8. Reliable "clean" energy
When nuclear power makes headlines, it's usually because of a major disaster. A recent example is the Fukushima meltdown in Japan, an event that led to the entire shutdown of Japan's nuclear fleet. Japan has since realized that it needs to include nuclear power in its grid and has started the slow process of restarting its plants. But the bigger takeaway here is that nuclear power is a lot like air transportation: You hear about the airplane crashes, but not about the millions of flights that have gone off without a hitch.
Nuclear energy, in fact, is really quite safe and reliable the vast majority of the time. In fact, it doesn't produce carbon, leading some to consider it a clean fuel source. Which is actually quite good for solar and wind. Why? According to the U.S. Energy Information Administration, nuclear power plants were hitting capacity factors of 92% in 2016. That means the U.S. nuclear fleet produced 92% of the energy that it was capable of producing last year. Capacity factors for wind and solar were 35% or less.
This isn't to suggest that nuclear is better than solar or wind. Only that nuclear provides a reliable complement to these highly variable power sources, which is why even some environmental groups have started to support, or at least not oppose, nuclear power.
More than bombs
Sure, uranium can be put to work in a destructive way. That includes bombs and armor-piercing munitions. But uranium is far more complex. It's actually quite hard to effectively mine and weaponize, for example, which is why Iran and North Korea have had such a difficult time making capable bombs out of the stuff.
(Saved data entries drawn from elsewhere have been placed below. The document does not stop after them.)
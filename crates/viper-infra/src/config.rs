//! Configuration loading for Viper.
//!
//! Resolves the data directory and reads `config.toml` from it into
//! [`ViperConfig`]. A missing or malformed file falls back to defaults.

use std::path::{Path, PathBuf};

use viper_types::config::ViperConfig;

/// Environment variable overriding the data directory.
pub const DATA_DIR_ENV: &str = "VIPER_DATA_DIR";

/// Resolve the data directory: `VIPER_DATA_DIR`, else `~/.viper`.
pub fn resolve_data_dir() -> PathBuf {
    if let Ok(dir) = std::env::var(DATA_DIR_ENV) {
        if !dir.trim().is_empty() {
            return PathBuf::from(dir);
        }
    }

    if let Some(home) = dirs::home_dir() {
        return home.join(".viper");
    }

    // Last resort: current directory
    PathBuf::from(".viper")
}

/// Path of the optional config file inside `data_dir`.
pub fn config_path(data_dir: &Path) -> PathBuf {
    data_dir.join("config.toml")
}

/// Load configuration from `{data_dir}/config.toml`.
///
/// - Missing file: [`ViperConfig::default()`].
/// - Unreadable or unparsable file: warning, then defaults.
pub async fn load_config(data_dir: &Path) -> ViperConfig {
    let path = config_path(data_dir);

    let content = match tokio::fs::read_to_string(&path).await {
        Ok(content) => content,
        Err(err) if err.kind() == std::io::ErrorKind::NotFound => {
            tracing::debug!("No config.toml found at {}, using defaults", path.display());
            return ViperConfig::default();
        }
        Err(err) => {
            tracing::warn!("Failed to read {}: {err}, using defaults", path.display());
            return ViperConfig::default();
        }
    };

    match toml::from_str::<ViperConfig>(&content) {
        Ok(config) => config,
        Err(err) => {
            tracing::warn!("Failed to parse {}: {err}, using defaults", path.display());
            ViperConfig::default()
        }
    }
}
And then there are the more desirable uses of enriched uranium, for things like generating power, and depleted uranium, for protective armor and as a shield against radiation.
If you can see past the negative sentiment, you might find that the uranium sector deserves a second chance. For example, uranium miner Cameco sells a fuel that powers the world's nuclear generators. In China and India that's helping to lift people out of poverty in an environmentally friendly way. That makes uranium look pretty good in my book.